AIM OF THE TASK: Return the data below in full, exactly as it stands.

DATA LISTING:
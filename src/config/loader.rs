//! Configuration loading
//!
//! Files are merged table by table: keys in `berth.toml` replace the same
//! keys from the user config, untouched keys keep the lower layer's value.

use std::fs;
use std::io::Write;
use std::path::{Path, PathBuf};

use serde::Deserialize;

use crate::error::{BerthError, BerthResult};

use super::env_validator::{levenshtein, EnvVarValidator};
use super::types::{Config, MANIFEST_FILE};

/// User config file name inside the berth config directory
pub const USER_CONFIG_FILE: &str = "config.toml";

/// Non-fatal configuration warning surfaced to CLI users.
#[derive(Debug, Clone, PartialEq, Eq)]
pub struct ConfigWarning {
    pub key: String,
    pub file: PathBuf,
    pub line: Option<usize>,
    pub suggestion: Option<String>,
}

/// Load configuration and collect non-fatal warnings (e.g. unknown keys).
pub fn load_with_warnings(path: &Path) -> BerthResult<(Config, Vec<ConfigWarning>)> {
    let content = fs::read_to_string(path)?;
    parse_with_warnings(&content, path)
}

fn parse_with_warnings(content: &str, path: &Path) -> BerthResult<(Config, Vec<ConfigWarning>)> {
    let mut unknown_paths: Vec<String> = Vec::new();
    let deserializer = toml::de::Deserializer::new(content);

    let config: Config = serde_ignored::deserialize(deserializer, |p| {
        unknown_paths.push(p.to_string());
    })
    .map_err(|e| BerthError::Config {
        file: path.to_path_buf(),
        message: e.to_string(),
    })?;

    let warnings = unknown_paths
        .into_iter()
        .map(|path_str| {
            let key = path_str
                .split('.')
                .next_back()
                .unwrap_or(path_str.as_str())
                .to_string();
            ConfigWarning {
                key: key.clone(),
                file: path.to_path_buf(),
                line: find_line_number(content, &key),
                suggestion: suggest_key(&key),
            }
        })
        .collect();

    Ok((config, warnings))
}

/// Read one layer: validated for warnings, returned as a raw table for merging.
fn read_layer(path: &Path) -> BerthResult<Option<(toml::Table, Vec<ConfigWarning>)>> {
    let content = match fs::read_to_string(path) {
        Ok(content) => content,
        Err(e) if e.kind() == std::io::ErrorKind::NotFound => return Ok(None),
        Err(e) => return Err(e.into()),
    };

    let (_, warnings) = parse_with_warnings(&content, path)?;
    let table = content.parse::<toml::Table>().map_err(|e| BerthError::Config {
        file: path.to_path_buf(),
        message: e.to_string(),
    })?;
    tracing::debug!(path = %path.display(), warnings = warnings.len(), "config layer loaded");
    Ok(Some((table, warnings)))
}

fn merge_tables(base: &mut toml::Table, overlay: toml::Table) {
    for (key, value) in overlay {
        match (base.get_mut(&key), value) {
            (Some(toml::Value::Table(existing)), toml::Value::Table(incoming)) => {
                merge_tables(existing, incoming);
            }
            (_, value) => {
                base.insert(key, value);
            }
        }
    }
}

/// User config, then `<project_root>/berth.toml`. Missing files are skipped.
pub fn load_layered(
    project_root: &Path,
    user_config_dir: Option<PathBuf>,
) -> BerthResult<(Config, Vec<ConfigWarning>)> {
    let mut layers = Vec::new();
    if let Some(dir) = user_config_dir {
        layers.push(dir.join(USER_CONFIG_FILE));
    }
    let manifest = project_root.join(MANIFEST_FILE);
    layers.push(manifest.clone());

    let mut merged = toml::Table::new();
    let mut warnings = Vec::new();
    for layer in &layers {
        if let Some((table, layer_warnings)) = read_layer(layer)? {
            merge_tables(&mut merged, table);
            warnings.extend(layer_warnings);
        }
    }

    let config = Config::deserialize(toml::Value::Table(merged)).map_err(|e| {
        BerthError::Config {
            file: manifest,
            message: e.to_string(),
        }
    })?;

    Ok((config, warnings))
}

/// Apply environment variable overrides (BERTH_* prefix)
pub fn with_env_overrides(config: Config) -> Config {
    with_env_overrides_from(config, |name| std::env::var(name).ok(), &mut std::io::stderr())
}

const BOOL_VALUES: &[&str] = &["true", "false", "1", "0", "yes", "no", "on", "off"];

fn parse_bool(value: &str) -> Option<bool> {
    match value.trim().to_lowercase().as_str() {
        "true" | "1" | "yes" | "on" => Some(true),
        "false" | "0" | "no" | "off" => Some(false),
        _ => None,
    }
}

/// Env override core with an injectable lookup and warning writer.
pub fn with_env_overrides_from<F, W>(mut config: Config, lookup: F, writer: &mut W) -> Config
where
    F: Fn(&str) -> Option<String>,
    W: Write,
{
    if let Some(port) = lookup("BERTH_PORT") {
        config.runtime.port = EnvVarValidator::new("BERTH_PORT", &["<1-65535>"]).parse_with_writer(
            &port,
            |s| s.trim().parse::<u16>().ok().filter(|p| *p != 0),
            config.runtime.port,
            writer,
        );
    }

    if let Some(interpreter) = lookup("BERTH_INTERPRETER") {
        if !interpreter.trim().is_empty() {
            config.runtime.interpreter = interpreter.trim().to_string();
        }
    }

    if let Some(index) = lookup("BERTH_INDEX") {
        if !index.trim().is_empty() {
            config.build.index = PathBuf::from(index.trim());
        }
    }

    if let Some(value) = lookup("BERTH_UNBUFFERED") {
        config.env.unbuffered = EnvVarValidator::new("BERTH_UNBUFFERED", BOOL_VALUES)
            .parse_with_writer(&value, parse_bool, config.env.unbuffered, writer);
    }

    if let Some(value) = lookup("BERTH_NO_CACHE") {
        config.env.no_cache = EnvVarValidator::new("BERTH_NO_CACHE", BOOL_VALUES)
            .parse_with_writer(&value, parse_bool, config.env.no_cache, writer);
    }

    if let Some(value) = lookup("BERTH_STARTUP_TIMEOUT") {
        config.runtime.startup_timeout_secs =
            EnvVarValidator::new("BERTH_STARTUP_TIMEOUT", &["<seconds>"]).parse_with_writer(
                &value,
                |s| s.trim().trim_end_matches('s').parse::<u64>().ok(),
                config.runtime.startup_timeout_secs,
                writer,
            );
    }

    config
}

fn find_line_number(content: &str, needle: &str) -> Option<usize> {
    content
        .lines()
        .position(|line| line.contains(needle))
        .map(|i| i + 1)
}

fn suggest_key(unknown: &str) -> Option<String> {
    const CANDIDATES: &[&str] = &[
        "project",
        "name",
        "dependencies",
        "build",
        "index",
        "lock",
        "source",
        "output",
        "tooling",
        "runtime",
        "module",
        "port",
        "interpreter",
        "startup_timeout_secs",
        "env",
        "unbuffered",
        "no_cache",
    ];

    CANDIDATES
        .iter()
        .map(|candidate| (candidate, levenshtein(unknown, candidate)))
        .min_by_key(|(_, dist)| *dist)
        .filter(|(_, dist)| *dist <= 2)
        .map(|(candidate, _)| candidate.to_string())
}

SOLUTION:
filename src/config/loader.rs
//! Configuration loading
//!
//! Files are merged table by table: keys in `berth.toml` replace the same
//! keys from the user config, untouched keys keep the lower layer's value.

use std::fs;
use std::io::Write;
use std::path::{Path, PathBuf};

use serde::Deserialize;

use crate::error::{BerthError, BerthResult};

use super::env_validator::{levenshtein, EnvVarValidator};
use super::types::{Config, MANIFEST_FILE};

/// User config file name inside the berth config directory
pub const USER_CONFIG_FILE: &str = "config.toml";

/// Non-fatal configuration warning surfaced to CLI users.
#[derive(Debug, Clone, PartialEq, Eq)]
pub struct ConfigWarning {
    pub key: String,
    pub file: PathBuf,
    pub line: Option<usize>,
    pub suggestion: Option<String>,
}

/// Load configuration and collect non-fatal warnings (e.g. unknown keys).
pub fn load_with_warnings(path: &Path) -> BerthResult<(Config, Vec<ConfigWarning>)> {
    let content = fs::read_to_string(path)?;
    parse_with_warnings(&content, path)
}

fn parse_with_warnings(content: &str, path: &Path) -> BerthResult<(Config, Vec<ConfigWarning>)> {
    let mut unknown_paths: Vec<String> = Vec::new();
    let deserializer = toml::de::Deserializer::new(content);

    let config: Config = serde_ignored::deserialize(deserializer, |p| {
        unknown_paths.push(p.to_string());
    })
    .map_err(|e| BerthError::Config {
        file: path.to_path_buf(),
        message: e.to_string(),
    })?;

    let warnings = unknown_paths
        .into_iter()
        .map(|path_str| {
            let key = path_str
                .split('.')
                .next_back()
                .unwrap_or(path_str.as_str())
                .to_string();
            ConfigWarning {
                key: key.clone(),
                file: path.to_path_buf(),
                line: find_line_number(content, &key),
                suggestion: suggest_key(&key),
            }
        })
        .collect();

    Ok((config, warnings))
}

/// Read one layer: validated for warnings, returned as a raw table for merging.
fn read_layer(path: &Path) -> BerthResult<Option<(toml::Table, Vec<ConfigWarning>)>> {
    let content = match fs::read_to_string(path) {
        Ok(content) => content,
        Err(e) if e.kind() == std::io::ErrorKind::NotFound => return Ok(None),
        Err(e) => return Err(e.into()),
    };

    let (_, warnings) = parse_with_warnings(&content, path)?;
    let table = content.parse::<toml::Table>().map_err(|e| BerthError::Config {
        file: path.to_path_buf(),
        message: e.to_string(),
    })?;
    tracing::debug!(path = %path.display(), warnings = warnings.len(), "config layer loaded");
    Ok(Some((table, warnings)))
}

fn merge_tables(base: &mut toml::Table, overlay: toml::Table) {
    for (key, value) in overlay {
        match (base.get_mut(&key), value) {
            (Some(toml::Value::Table(existing)), toml::Value::Table(incoming)) => {
                merge_tables(existing, incoming);
            }
            (_, value) => {
                base.insert(key, value);
            }
        }
    }
}

/// User config, then `<project_root>/berth.toml`. Missing files are skipped.
pub fn load_layered(
    project_root: &Path,
    user_config_dir: Option<PathBuf>,
) -> BerthResult<(Config, Vec<ConfigWarning>)> {
    let mut layers = Vec::new();
    if let Some(dir) = user_config_dir {
        layers.push(dir.join(USER_CONFIG_FILE));
    }
    let manifest = project_root.join(MANIFEST_FILE);
    layers.push(manifest.clone());

    let mut merged = toml::Table::new();
    let mut warnings = Vec::new();
    for layer in &layers {
        if let Some((table, layer_warnings)) = read_layer(layer)? {
            merge_tables(&mut merged, table);
            warnings.extend(layer_warnings);
        }
    }

    let config = Config::deserialize(toml::Value::Table(merged)).map_err(|e| {
        BerthError::Config {
            file: manifest,
            message: e.to_string(),
        }
    })?;

    Ok((config, warnings))
}

/// Apply environment variable overrides (BERTH_* prefix)
pub fn with_env_overrides(config: Config) -> Config {
    with_env_overrides_from(config, |name| std::env::var(name).ok(), &mut std::io::stderr())
}

const BOOL_VALUES: &[&str] = &["true", "false", "1", "0", "yes", "no", "on", "off"];

fn parse_bool(value: &str) -> Option<bool> {
    match value.trim().to_lowercase().as_str() {
        "true" | "1" | "yes" | "on" => Some(true),
        "false" | "0" | "no" | "off" => Some(false),
        _ => None,
    }
}

/// Env override core with an injectable lookup and warning writer.
pub fn with_env_overrides_from<F, W>(mut config: Config, lookup: F, writer: &mut W) -> Config
where
    F: Fn(&str) -> Option<String>,
    W: Write,
{
    if let Some(port) = lookup("BERTH_PORT") {
        config.runtime.port = EnvVarValidator::new("BERTH_PORT", &["<1-65535>"]).parse_with_writer(
            &port,
            |s| s.trim().parse::<u16>().ok().filter(|p| *p != 0),
            config.runtime.port,
            writer,
        );
    }

    if let Some(interpreter) = lookup("BERTH_INTERPRETER") {
        if !interpreter.trim().is_empty() {
            config.runtime.interpreter = interpreter.trim().to_string();
        }
    }

    if let Some(index) = lookup("BERTH_INDEX") {
        if !index.trim().is_empty() {
            config.build.index = PathBuf::from(index.trim());
        }
    }

    if let Some(value) = lookup("BERTH_UNBUFFERED") {
        config.env.unbuffered = EnvVarValidator::new("BERTH_UNBUFFERED", BOOL_VALUES)
            .parse_with_writer(&value, parse_bool, config.env.unbuffered, writer);
    }

    if let Some(value) = lookup("BERTH_NO_CACHE") {
        config.env.no_cache = EnvVarValidator::new("BERTH_NO_CACHE", BOOL_VALUES)
            .parse_with_writer(&value, parse_bool, config.env.no_cache, writer);
    }

    if let Some(value) = lookup("BERTH_STARTUP_TIMEOUT") {
        config.runtime.startup_timeout_secs =
            EnvVarValidator::new("BERTH_STARTUP_TIMEOUT", &["<seconds>"]).parse_with_writer(
                &value,
                |s| s.trim().trim_end_matches('s').parse::<u64>().ok(),
                config.runtime.startup_timeout_secs,
                writer,
            );
    }

    config
}

fn find_line_number(content: &str, needle: &str) -> Option<usize> {
    content
        .lines()
        .position(|line| line.contains(needle))
        .map(|i| i + 1)
}

fn suggest_key(unknown: &str) -> Option<String> {
    const CANDIDATES: &[&str] = &[
        "project",
        "name",
        "dependencies",
        "build",
        "index",
        "lock",
        "source",
        "output",
        "tooling",
        "runtime",
        "module",
        "port",
        "interpreter",
        "startup_timeout_secs",
        "env",
        "unbuffered",
        "no_cache",
    ];

    CANDIDATES
        .iter()
        .map(|candidate| (candidate, levenshtein(unknown, candidate)))
        .min_by_key(|(_, dist)| *dist)
        .filter(|(_, dist)| *dist <= 2)
        .map(|(candidate, _)| candidate.to_string())
}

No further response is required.